Data for this task below:
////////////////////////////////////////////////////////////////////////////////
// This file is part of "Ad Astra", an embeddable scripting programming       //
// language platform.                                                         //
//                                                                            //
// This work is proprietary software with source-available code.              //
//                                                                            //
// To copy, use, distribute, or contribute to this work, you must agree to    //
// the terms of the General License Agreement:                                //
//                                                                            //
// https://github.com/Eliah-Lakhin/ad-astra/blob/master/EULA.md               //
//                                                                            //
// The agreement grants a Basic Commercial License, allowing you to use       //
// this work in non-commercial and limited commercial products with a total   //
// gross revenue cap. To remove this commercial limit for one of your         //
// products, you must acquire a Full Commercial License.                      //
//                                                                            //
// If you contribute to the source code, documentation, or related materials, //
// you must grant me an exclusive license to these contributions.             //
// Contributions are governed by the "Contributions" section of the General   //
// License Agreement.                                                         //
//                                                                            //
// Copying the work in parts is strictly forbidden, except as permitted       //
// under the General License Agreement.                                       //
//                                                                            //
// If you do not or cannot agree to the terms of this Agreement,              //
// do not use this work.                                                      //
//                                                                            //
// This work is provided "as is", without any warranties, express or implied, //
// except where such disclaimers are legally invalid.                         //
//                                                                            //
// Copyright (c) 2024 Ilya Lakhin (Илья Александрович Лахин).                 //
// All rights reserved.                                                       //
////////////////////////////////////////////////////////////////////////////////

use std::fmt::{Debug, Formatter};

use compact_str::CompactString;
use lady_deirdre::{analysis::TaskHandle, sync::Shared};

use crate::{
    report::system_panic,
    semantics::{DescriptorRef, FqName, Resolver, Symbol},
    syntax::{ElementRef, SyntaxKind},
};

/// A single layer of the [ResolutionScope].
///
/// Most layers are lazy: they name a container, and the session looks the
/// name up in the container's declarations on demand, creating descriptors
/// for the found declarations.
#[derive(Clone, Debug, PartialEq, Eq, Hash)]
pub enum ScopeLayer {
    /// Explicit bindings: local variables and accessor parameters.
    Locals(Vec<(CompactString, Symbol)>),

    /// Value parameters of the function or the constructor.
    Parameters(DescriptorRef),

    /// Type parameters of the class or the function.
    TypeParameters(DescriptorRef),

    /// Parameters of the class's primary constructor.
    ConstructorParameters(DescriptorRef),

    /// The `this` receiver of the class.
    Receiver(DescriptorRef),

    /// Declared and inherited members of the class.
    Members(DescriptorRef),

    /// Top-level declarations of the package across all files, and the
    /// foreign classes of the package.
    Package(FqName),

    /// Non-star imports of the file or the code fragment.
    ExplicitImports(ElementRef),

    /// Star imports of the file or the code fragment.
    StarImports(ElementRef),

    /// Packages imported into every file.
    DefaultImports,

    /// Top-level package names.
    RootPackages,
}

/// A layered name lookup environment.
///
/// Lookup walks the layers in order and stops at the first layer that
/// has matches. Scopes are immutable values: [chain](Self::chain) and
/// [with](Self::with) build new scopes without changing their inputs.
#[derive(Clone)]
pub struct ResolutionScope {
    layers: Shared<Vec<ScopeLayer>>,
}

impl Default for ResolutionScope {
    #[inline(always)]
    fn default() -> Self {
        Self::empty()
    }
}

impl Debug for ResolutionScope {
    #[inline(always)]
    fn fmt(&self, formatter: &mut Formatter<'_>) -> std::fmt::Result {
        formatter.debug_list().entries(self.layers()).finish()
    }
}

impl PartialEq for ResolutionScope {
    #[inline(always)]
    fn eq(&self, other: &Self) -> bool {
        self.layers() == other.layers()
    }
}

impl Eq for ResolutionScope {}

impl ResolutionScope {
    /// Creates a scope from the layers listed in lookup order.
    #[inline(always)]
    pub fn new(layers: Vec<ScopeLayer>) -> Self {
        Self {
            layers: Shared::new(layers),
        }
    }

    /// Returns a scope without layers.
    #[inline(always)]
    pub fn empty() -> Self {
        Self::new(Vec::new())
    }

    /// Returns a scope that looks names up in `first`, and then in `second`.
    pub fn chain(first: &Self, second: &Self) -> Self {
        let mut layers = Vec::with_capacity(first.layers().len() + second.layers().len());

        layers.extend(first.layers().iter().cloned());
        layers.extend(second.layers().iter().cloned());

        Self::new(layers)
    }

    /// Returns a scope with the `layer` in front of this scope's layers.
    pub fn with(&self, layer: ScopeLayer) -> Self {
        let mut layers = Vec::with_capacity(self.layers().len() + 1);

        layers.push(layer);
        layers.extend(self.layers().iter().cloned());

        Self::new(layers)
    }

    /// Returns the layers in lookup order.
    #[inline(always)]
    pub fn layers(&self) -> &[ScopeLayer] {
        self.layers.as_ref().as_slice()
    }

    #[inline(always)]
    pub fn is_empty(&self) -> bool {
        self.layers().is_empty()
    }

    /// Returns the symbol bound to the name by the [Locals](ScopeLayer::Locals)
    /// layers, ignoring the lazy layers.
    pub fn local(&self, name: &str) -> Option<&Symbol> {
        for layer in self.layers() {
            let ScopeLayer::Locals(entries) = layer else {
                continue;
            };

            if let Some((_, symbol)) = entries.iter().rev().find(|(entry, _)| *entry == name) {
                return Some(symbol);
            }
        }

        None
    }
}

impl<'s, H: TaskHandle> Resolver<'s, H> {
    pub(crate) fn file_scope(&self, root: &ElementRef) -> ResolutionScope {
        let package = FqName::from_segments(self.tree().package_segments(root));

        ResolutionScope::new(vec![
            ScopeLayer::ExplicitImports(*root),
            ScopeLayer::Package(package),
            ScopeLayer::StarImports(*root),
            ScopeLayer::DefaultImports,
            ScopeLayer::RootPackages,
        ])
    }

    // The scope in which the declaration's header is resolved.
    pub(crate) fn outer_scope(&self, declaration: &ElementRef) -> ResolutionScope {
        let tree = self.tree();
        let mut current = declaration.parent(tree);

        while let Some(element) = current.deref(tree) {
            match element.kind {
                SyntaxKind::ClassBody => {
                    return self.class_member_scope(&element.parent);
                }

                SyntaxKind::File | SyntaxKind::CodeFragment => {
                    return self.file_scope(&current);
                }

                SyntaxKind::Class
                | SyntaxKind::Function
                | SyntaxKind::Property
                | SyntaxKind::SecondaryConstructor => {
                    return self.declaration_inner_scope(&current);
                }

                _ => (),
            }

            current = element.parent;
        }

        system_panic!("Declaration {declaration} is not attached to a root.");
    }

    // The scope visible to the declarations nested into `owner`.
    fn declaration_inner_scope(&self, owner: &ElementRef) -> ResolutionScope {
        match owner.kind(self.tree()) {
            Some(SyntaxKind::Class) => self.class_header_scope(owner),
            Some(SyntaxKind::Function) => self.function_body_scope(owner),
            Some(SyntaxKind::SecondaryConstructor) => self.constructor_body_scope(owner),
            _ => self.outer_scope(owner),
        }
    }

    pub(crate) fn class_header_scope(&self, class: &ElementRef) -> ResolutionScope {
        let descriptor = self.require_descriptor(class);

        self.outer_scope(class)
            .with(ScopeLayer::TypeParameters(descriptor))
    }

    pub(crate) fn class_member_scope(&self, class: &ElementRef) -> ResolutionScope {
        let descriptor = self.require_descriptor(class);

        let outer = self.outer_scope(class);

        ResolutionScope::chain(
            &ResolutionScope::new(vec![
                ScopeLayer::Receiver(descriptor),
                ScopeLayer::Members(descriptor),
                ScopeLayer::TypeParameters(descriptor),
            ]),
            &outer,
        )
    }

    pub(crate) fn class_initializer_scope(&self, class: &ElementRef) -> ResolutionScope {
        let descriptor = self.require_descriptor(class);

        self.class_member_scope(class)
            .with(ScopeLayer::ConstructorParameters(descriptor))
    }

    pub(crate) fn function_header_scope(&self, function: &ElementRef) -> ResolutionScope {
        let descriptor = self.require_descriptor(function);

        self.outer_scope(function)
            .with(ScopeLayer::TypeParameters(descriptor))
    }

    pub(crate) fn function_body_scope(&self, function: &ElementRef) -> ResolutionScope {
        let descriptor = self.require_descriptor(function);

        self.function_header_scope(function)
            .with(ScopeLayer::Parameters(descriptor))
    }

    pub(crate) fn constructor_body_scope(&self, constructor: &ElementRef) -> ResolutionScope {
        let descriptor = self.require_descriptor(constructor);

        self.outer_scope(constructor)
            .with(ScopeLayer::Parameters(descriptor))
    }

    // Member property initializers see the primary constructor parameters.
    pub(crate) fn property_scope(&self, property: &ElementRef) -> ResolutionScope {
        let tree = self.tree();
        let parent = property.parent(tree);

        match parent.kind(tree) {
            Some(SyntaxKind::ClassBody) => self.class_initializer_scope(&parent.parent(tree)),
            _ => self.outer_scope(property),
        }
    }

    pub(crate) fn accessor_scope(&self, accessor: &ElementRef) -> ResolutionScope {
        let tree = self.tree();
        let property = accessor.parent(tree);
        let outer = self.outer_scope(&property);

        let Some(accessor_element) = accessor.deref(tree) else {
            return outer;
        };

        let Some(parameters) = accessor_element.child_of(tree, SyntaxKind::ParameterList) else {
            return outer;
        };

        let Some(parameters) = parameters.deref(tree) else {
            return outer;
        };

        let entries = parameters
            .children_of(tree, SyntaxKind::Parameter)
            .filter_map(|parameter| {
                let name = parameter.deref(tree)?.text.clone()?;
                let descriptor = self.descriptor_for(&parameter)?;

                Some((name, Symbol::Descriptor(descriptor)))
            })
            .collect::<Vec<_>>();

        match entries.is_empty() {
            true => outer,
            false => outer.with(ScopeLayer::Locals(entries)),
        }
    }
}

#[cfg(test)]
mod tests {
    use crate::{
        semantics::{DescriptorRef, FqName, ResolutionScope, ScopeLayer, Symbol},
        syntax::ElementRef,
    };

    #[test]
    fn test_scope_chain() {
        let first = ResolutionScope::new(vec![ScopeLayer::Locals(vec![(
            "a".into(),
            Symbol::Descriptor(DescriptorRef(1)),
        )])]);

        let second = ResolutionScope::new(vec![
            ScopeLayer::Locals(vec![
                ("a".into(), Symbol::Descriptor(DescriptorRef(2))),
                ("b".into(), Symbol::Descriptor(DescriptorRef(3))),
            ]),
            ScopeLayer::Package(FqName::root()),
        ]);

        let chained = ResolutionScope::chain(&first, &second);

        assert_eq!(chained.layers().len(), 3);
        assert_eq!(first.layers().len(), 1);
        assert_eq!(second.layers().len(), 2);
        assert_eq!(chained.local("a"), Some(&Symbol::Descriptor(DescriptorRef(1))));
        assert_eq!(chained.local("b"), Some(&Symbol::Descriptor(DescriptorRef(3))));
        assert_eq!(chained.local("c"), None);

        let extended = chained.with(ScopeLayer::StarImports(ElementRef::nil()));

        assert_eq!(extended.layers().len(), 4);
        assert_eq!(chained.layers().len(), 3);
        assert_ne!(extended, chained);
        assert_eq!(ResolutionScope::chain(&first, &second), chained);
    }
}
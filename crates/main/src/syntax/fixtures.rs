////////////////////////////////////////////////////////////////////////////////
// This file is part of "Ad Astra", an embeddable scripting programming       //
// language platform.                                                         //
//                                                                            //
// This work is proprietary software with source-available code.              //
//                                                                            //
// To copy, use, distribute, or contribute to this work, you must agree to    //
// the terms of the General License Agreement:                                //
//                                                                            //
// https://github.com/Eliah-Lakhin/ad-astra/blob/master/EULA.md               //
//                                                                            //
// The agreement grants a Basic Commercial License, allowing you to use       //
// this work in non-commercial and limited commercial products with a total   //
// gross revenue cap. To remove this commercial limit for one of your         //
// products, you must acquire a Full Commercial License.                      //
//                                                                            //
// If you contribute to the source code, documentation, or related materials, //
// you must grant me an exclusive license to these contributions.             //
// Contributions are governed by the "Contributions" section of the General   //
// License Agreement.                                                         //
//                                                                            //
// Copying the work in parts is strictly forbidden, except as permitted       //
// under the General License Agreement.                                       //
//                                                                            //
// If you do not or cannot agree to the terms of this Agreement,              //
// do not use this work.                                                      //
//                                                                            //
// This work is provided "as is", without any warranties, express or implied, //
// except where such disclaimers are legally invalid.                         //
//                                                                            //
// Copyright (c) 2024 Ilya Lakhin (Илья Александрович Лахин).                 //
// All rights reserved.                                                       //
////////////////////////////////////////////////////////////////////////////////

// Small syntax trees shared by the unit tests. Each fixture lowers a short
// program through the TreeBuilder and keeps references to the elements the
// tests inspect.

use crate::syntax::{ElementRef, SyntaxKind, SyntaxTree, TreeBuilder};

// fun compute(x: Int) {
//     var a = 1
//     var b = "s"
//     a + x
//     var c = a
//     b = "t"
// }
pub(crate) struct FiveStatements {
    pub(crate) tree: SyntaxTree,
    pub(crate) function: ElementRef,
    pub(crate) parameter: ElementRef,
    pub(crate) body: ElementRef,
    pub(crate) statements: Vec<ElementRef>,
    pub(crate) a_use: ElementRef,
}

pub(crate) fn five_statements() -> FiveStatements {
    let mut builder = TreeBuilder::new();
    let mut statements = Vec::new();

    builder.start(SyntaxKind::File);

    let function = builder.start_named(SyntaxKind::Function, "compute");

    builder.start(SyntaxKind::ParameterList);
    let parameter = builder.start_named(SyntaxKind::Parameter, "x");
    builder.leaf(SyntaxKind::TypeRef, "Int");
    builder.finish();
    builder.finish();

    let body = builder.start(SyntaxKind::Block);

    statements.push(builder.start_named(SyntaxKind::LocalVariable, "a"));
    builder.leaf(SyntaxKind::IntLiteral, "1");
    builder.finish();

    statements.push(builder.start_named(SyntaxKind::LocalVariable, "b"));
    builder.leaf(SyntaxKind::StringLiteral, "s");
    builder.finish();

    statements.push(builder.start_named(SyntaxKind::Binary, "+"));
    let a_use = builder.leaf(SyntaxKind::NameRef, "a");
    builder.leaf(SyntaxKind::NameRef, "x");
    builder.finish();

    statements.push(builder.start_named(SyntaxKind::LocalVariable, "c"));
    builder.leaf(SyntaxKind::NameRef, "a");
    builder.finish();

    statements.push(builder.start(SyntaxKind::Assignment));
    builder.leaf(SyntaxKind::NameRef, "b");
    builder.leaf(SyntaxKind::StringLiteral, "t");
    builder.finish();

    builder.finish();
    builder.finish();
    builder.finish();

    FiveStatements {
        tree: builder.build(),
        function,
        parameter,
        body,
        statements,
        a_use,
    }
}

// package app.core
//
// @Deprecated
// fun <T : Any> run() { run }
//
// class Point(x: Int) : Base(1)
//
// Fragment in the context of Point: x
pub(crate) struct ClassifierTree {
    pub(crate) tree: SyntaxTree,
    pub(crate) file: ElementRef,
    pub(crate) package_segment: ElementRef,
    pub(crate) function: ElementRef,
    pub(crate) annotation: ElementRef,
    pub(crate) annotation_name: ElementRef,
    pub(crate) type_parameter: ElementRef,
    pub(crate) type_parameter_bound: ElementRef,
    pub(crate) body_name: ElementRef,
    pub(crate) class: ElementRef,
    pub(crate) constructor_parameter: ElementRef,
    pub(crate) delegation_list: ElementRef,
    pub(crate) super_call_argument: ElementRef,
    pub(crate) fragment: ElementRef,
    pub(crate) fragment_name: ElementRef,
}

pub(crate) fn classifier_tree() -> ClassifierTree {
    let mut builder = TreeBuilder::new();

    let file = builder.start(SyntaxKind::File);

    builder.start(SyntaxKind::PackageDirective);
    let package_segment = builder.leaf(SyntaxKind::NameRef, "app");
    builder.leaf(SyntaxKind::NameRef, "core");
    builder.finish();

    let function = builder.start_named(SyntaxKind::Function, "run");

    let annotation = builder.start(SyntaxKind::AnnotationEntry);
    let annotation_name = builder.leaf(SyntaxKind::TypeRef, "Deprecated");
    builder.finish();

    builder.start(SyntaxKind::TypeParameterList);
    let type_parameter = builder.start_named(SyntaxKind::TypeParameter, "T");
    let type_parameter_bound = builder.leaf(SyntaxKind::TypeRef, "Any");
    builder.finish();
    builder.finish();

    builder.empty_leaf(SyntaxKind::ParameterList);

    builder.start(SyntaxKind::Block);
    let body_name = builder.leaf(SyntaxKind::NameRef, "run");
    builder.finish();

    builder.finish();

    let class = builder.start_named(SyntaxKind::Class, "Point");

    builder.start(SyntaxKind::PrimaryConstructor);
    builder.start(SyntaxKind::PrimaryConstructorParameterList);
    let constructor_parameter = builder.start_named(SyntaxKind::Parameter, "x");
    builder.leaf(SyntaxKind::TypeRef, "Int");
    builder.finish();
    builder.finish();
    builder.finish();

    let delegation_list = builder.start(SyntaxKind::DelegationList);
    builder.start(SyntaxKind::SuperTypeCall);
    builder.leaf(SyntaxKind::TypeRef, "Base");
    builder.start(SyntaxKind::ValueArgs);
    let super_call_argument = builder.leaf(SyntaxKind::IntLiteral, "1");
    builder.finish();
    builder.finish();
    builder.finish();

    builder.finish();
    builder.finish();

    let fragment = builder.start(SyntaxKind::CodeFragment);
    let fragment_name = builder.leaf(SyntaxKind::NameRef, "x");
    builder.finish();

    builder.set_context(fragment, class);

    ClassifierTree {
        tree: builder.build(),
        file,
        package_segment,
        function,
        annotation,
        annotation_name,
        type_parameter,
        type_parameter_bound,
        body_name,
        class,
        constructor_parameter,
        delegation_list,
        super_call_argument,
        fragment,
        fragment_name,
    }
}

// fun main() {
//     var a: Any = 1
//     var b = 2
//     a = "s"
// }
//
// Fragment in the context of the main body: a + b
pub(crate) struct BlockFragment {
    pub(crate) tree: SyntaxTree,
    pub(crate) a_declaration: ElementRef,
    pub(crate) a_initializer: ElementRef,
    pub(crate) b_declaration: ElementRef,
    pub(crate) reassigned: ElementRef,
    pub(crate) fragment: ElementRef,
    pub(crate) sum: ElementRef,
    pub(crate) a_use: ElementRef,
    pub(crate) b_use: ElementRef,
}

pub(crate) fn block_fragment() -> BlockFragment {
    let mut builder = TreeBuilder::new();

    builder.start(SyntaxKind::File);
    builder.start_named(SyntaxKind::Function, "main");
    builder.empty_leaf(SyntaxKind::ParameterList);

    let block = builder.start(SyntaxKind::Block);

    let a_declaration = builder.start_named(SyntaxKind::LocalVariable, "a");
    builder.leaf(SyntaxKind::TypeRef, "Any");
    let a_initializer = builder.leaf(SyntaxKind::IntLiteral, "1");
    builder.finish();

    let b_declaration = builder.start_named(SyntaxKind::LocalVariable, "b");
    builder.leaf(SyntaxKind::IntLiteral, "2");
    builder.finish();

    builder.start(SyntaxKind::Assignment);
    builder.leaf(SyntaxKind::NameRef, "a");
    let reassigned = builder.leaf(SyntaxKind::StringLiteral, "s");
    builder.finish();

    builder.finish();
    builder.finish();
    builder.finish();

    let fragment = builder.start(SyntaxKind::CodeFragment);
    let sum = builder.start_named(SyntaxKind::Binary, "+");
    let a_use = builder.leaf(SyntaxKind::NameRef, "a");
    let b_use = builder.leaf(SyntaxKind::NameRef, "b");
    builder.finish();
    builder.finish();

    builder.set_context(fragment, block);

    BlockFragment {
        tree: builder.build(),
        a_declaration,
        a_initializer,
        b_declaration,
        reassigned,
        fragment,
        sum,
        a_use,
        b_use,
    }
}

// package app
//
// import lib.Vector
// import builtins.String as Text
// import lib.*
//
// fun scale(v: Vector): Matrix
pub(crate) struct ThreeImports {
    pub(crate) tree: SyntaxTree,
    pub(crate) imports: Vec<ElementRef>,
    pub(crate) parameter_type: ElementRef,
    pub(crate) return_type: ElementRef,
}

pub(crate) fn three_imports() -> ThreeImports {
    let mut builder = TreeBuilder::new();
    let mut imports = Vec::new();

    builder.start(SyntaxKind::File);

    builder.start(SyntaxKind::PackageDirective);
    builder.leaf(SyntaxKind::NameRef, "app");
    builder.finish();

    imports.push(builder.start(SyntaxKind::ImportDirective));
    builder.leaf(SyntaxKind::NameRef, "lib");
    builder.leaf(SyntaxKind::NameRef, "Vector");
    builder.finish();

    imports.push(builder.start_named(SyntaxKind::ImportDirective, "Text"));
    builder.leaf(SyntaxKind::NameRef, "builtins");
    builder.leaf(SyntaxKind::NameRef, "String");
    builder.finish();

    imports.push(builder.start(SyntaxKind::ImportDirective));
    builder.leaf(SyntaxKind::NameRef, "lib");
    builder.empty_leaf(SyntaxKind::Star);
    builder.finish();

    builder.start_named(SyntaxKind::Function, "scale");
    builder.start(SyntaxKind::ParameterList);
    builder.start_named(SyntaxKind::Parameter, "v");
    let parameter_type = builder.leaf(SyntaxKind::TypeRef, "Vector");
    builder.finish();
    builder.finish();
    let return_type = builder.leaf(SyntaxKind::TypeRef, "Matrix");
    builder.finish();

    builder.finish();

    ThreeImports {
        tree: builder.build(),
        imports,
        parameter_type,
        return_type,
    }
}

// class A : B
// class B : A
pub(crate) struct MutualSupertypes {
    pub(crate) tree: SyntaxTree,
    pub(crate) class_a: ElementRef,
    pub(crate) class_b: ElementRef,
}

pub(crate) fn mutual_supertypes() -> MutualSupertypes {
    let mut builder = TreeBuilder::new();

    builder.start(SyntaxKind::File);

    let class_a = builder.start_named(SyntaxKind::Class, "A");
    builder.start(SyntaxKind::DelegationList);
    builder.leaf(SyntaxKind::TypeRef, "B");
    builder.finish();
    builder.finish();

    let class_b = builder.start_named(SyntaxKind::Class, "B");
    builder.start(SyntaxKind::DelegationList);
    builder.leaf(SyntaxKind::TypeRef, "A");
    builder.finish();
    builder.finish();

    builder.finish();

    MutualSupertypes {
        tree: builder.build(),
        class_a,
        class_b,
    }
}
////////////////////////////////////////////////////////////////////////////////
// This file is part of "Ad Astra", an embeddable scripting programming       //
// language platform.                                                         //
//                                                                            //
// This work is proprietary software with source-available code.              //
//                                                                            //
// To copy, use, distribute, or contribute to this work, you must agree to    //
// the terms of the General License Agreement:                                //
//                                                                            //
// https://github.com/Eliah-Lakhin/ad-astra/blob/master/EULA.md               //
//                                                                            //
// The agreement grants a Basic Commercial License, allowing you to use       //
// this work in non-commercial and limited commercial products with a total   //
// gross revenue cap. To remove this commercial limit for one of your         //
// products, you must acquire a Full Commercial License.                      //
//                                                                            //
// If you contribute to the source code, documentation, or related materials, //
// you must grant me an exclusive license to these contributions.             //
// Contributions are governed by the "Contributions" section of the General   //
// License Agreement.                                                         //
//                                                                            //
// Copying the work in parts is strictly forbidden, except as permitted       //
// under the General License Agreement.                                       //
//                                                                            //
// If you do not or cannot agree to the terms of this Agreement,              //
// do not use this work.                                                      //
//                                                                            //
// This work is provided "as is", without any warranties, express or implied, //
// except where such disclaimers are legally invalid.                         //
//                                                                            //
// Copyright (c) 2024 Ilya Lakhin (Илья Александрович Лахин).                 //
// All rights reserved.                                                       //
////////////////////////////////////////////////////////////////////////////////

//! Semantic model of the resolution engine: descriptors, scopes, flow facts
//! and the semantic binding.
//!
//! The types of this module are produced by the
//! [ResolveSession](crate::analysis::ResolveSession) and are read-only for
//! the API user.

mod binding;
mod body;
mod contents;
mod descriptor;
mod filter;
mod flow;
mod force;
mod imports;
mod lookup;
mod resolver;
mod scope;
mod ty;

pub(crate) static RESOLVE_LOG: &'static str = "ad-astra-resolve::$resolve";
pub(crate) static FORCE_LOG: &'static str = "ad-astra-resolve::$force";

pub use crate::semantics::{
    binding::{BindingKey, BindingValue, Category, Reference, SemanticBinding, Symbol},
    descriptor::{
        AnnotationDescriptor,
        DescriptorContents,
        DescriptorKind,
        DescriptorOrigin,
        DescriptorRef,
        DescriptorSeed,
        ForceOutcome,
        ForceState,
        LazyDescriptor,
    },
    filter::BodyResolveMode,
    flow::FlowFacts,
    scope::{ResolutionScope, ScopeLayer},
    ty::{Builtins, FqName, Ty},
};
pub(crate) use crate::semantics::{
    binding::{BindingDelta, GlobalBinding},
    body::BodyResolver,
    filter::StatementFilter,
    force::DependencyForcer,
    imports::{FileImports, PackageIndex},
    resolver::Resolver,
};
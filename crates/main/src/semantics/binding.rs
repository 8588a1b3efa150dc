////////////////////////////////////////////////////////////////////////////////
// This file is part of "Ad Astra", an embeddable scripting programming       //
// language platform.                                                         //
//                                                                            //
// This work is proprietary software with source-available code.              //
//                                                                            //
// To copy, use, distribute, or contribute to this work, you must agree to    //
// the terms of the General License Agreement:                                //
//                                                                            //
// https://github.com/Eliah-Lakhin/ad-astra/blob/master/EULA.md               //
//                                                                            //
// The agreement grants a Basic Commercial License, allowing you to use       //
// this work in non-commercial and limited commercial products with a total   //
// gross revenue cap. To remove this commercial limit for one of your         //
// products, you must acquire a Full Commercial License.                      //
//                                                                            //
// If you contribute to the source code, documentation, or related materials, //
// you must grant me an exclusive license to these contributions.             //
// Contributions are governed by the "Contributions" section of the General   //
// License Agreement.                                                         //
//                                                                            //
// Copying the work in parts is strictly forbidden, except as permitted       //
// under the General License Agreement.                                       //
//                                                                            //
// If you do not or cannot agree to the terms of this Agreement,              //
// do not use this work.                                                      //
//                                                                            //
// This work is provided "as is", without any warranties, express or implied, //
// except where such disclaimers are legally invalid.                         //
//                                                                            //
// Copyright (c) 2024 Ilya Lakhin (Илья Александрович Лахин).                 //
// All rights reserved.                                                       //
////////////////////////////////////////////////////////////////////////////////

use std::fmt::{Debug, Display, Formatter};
End of Data for this task.
Exercise directions: Scan the material above for lines that contain the string "ClassBody", and copy each such line.

Reply:
                SyntaxKind::ClassBody => {
            Some(SyntaxKind::ClassBody) => self.class_initializer_scope(&parent.parent(tree)),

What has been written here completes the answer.